Thread: First venture into multithreading

  1. #1
    Registered User
    Join Date
    Jun 2009
    Posts
    2

    First venture into multithreading

    Hey everyone. I'm writing a word frequency analysis just to see how fast I can get it running. I've done just about everything I can with a sequential implementation, so I thought I might try putting the input on one thread (it reads the text to analyze from a file) and the frequency analysis on another, but I'm failing miserably. I'm using the boost thread library, and I'm quite positive it has something to do with user error.

    On the input thread, I'm reading words in, parsing them, and placing them into a queue shared between the two threads.
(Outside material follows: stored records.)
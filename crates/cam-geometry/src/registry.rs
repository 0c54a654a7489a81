//! Curve Registry (spec §4.C)
//!
//! A process-scoped store binding tessellated vertices back to the analytic
//! curve that produced them, so arc reconstruction (§4.E.3) can recover true
//! arcs on an offset result instead of leaving chords. Held as a field of
//! `EngineContext` rather than a global (§9 REDESIGN FLAGS: replace
//! `window.globalCurveRegistry` with an explicit context value).

use cam_core::{CurveId, CurveIdCounter, Point};
use indexmap::IndexMap;
use serde::{Deserialize, Serialize};
use ts_rs::TS;

/// Which analytic shape a registry entry describes.
#[derive(Debug, Clone, Copy, PartialEq, Eq, Serialize, Deserialize, TS)]
#[ts(export)]
pub enum CurveVariant {
    Arc,
    Circle,
}

/// Where a registered curve came from during tessellation (spec §3.3).
#[derive(Debug, Clone, Copy, PartialEq, Eq, Serialize, Deserialize, TS)]
#[ts(export)]
pub enum CurveSource {
    EndCap,
    ArcOuter,
    ArcInner,
    ArcEndCap,
    ArcFallback,
}

/// An entry in the curve registry (spec §3.3). Immutable once registered.
#[derive(Debug, Clone, PartialEq, Serialize, Deserialize, TS)]
#[ts(export)]
pub struct CurveDescriptor {
    pub curve_id: CurveId,
    pub variant: CurveVariant,
    pub center: Point,
    pub radius: f64,
    pub start_angle: f64,
    pub end_angle: f64,
    /// End-cap entries are always registered with `clockwise = false`
    /// (spec §3.3).
    pub clockwise: bool,
    pub source: CurveSource,
    pub is_offset_derived: bool,
}

/// Observability counters (spec §4.C). Not used for control flow.
#[derive(Debug, Clone, Copy, Default, PartialEq, Eq, Serialize, Deserialize, TS)]
#[ts(export)]
pub struct RegistryStats {
    pub size: usize,
    pub curves_registered: u64,
    pub curves_reconstructed: u64,
    pub curves_lost: u64,
}

/// Binds vertices generated during tessellation/offset to the analytic
/// curve they came from. `register`/`lookup`/`clear` are the only
/// operations spec §4.C names; `record_reconstructed`/`record_lost` back
/// the arc-reconstruction statistics and are called from `offset.rs`.
#[derive(Debug, Default)]
pub struct CurveRegistry {
    entries: IndexMap<CurveId, CurveDescriptor>,
    next_id: CurveIdCounter,
    curves_reconstructed: u64,
    curves_lost: u64,
}

impl CurveRegistry {
    pub fn new() -> Self {
        Self::default()
    }

    /// Appends a descriptor and returns its monotonically increasing id.
    /// Ids are never reused, even across `clear()` — the counter is not
    /// reset — so a stale id from before a clear is reliably detectable as
    /// stale (spec §4.E.4) rather than silently aliasing a new entry.
    pub fn register(
        &mut self,
        variant: CurveVariant,
        center: Point,
        radius: f64,
        start_angle: f64,
        end_angle: f64,
        clockwise: bool,
        source: CurveSource,
        is_offset_derived: bool,
    ) -> CurveId {
        let curve_id = self.next_id.next();
        let clockwise = if source == CurveSource::EndCap {
            false
        } else {
            clockwise
        };
        self.entries.insert(
            curve_id,
            CurveDescriptor {
                curve_id,
                variant,
                center,
                radius,
                start_angle,
                end_angle,
                clockwise,
                source,
                is_offset_derived,
            },
        );
        curve_id
    }

    /// Constant-time lookup (backed by `IndexMap`).
    pub fn lookup(&self, curve_id: CurveId) -> Option<&CurveDescriptor> {
        self.entries.get(&curve_id)
    }

    /// All descriptors currently registered, insertion order. Used by arc
    /// recovery (§4.E.3) to test a ring's vertices against every candidate
    /// curve still live in the registry.
    pub fn iter(&self) -> impl Iterator<Item = &CurveDescriptor> {
        self.entries.values()
    }

    /// Empties the registry. The id counter is *not* reset, preserving the
    /// "never reused" guarantee across clears.
    pub fn clear(&mut self) {
        self.entries.clear();
        self.curves_reconstructed = 0;
        self.curves_lost = 0;
    }

    pub fn record_reconstructed(&mut self) {
        self.curves_reconstructed += 1;
    }

    pub fn record_lost(&mut self) {
        self.curves_lost += 1;
    }

    pub fn stats(&self) -> RegistryStats {
        RegistryStats {
            size: self.entries.len(),
            curves_registered: self.next_id.peek(),
            curves_reconstructed: self.curves_reconstructed,
            curves_lost: self.curves_lost,
        }
    }
}

#[cfg(test)]
mod tests {
    use super::*;

    fn descriptor_args() -> (CurveVariant, Point, f64, f64, f64, bool, CurveSource, bool) {
        (
            CurveVariant::Circle,
            Point::new(1.0, 2.0),
            3.0,
            0.0,
            std::f64::consts::TAU,
            true,
            CurveSource::ArcOuter,
            false,
        )
    }

    #[test]
    fn register_returns_strictly_increasing_ids() {
        let mut registry = CurveRegistry::new();
        let (v, c, r, s, e, cw, src, od) = descriptor_args();
        let id1 = registry.register(v, c, r, s, e, cw, src, od);
        let id2 = registry.register(v, c, r, s, e, cw, src, od);
        assert!(id2.as_raw() > id1.as_raw());
    }

    #[test]
    fn end_cap_entries_are_always_ccw() {
        let mut registry = CurveRegistry::new();
        let (v, c, r, s, e, _cw, _src, od) = descriptor_args();
        let id = registry.register(v, c, r, s, e, true, CurveSource::EndCap, od);
        assert!(!registry.lookup(id).unwrap().clockwise);
    }

    #[test]
    fn lookup_of_unknown_id_is_none() {
        let registry = CurveRegistry::new();
        assert!(registry.lookup(CurveId::from_raw(999)).is_none());
    }

    #[test]
    fn clear_empties_entries_but_keeps_id_counter_monotonic() {
        let mut registry = CurveRegistry::new();
        let (v, c, r, s, e, cw, src, od) = descriptor_args();
        let id1 = registry.register(v, c, r, s, e, cw, src, od);
        registry.clear();
        let id2 = registry.register(v, c, r, s, e, cw, src, od);
        assert!(id2.as_raw() > id1.as_raw());
        assert_eq!(registry.stats().size, 1);
    }

    #[test]
    fn stats_track_registered_reconstructed_lost() {
        let mut registry = CurveRegistry::new();
        let (v, c, r, s, e, cw, src, od) = descriptor_args();
        registry.register(v, c, r, s, e, cw, src, od);
        registry.record_reconstructed();
        registry.record_lost();
        let stats = registry.stats();
        assert_eq!(stats.size, 1);
        assert_eq!(stats.curves_registered, 1);
        assert_eq!(stats.curves_reconstructed, 1);
        assert_eq!(stats.curves_lost, 1);
    }
}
The calculation thread is *supposed* to be pulling words from the queue and adding them to a search tree as the input thread adds them, but apparently that isn't happening - after adding threading, the program takes about 50x longer to run.

    Here are the input/output functions each respective thread uses (the bb global variable is the shared queue and words is the search tree):
    Code:
    void writer()
    {
      string s = bb.receive();
      while (s.length() > 0)
      {
        words.add(s);
        s = bb.receive();
      }
    }
    
    
    void reader()
    {
      string reader;
      string temp;
    
      while (file >> reader)
      {
        for (unsigned int i = 0; i < reader.length(); i++)
        {
          if (isalpha(reader[i]) || reader[i] == '\'' || reader[i] == '-')
            temp += tolower(reader[i]);
        }
    
        if (temp.length())
        {
          bb.send(temp);
        }
    
        temp.clear();
      }
    
      bb.send(temp);
    }
    Here's the declaration of the two threads:
    Code:
      boost::thread input(&reader);
      boost::thread output(&writer);
      input.join();
      output.join();
    ... and here's the code for the bounded buffer class that serves as the internal queue:
    Code:
    const int BUFFER_SIZE = 1000;
    
    class bounded_buffer : private boost::noncopyable
    {
     public:
      typedef boost::mutex::scoped_lock lock;
    
      bounded_buffer() { begin = end = buffered = 0; }
    
      void send(string s)
      {
        lock l(monitor);
        while (buffered == BUFFER_SIZE)
          buffer_not_full.wait(l);
    
        buffer[end] = s;
        end = (end + 1) % BUFFER_SIZE;
        ++buffered;
        buffer_not_empty.notify_one();
      }
    
      string receive()
      {
        lock l(monitor);
        while (buffered == 0)
          buffer_not_empty.wait(l);
    
        string s = buffer[begin];
        begin = (begin + 1) % BUFFER_SIZE;
        --buffered;
        buffer_not_full.notify_one();
        return s;
      }
    
     private:
      int begin, end, buffered;
      string buffer[BUFFER_SIZE];
      boost::condition buffer_not_full, buffer_not_empty;
      boost::mutex monitor;
    };
    Thanks!

  2. #2
    Cat without Hat CornedBee's Avatar
    Join Date
    Apr 2003
    Posts
    8,895
    Your tasks are too simple. The overhead of the queue eats everything you could possibly hope to gain. In other words, your program spends most of its waiting.
    This is only an informed guess, of course. I didn't actually profile your program. However, it's a very good bet.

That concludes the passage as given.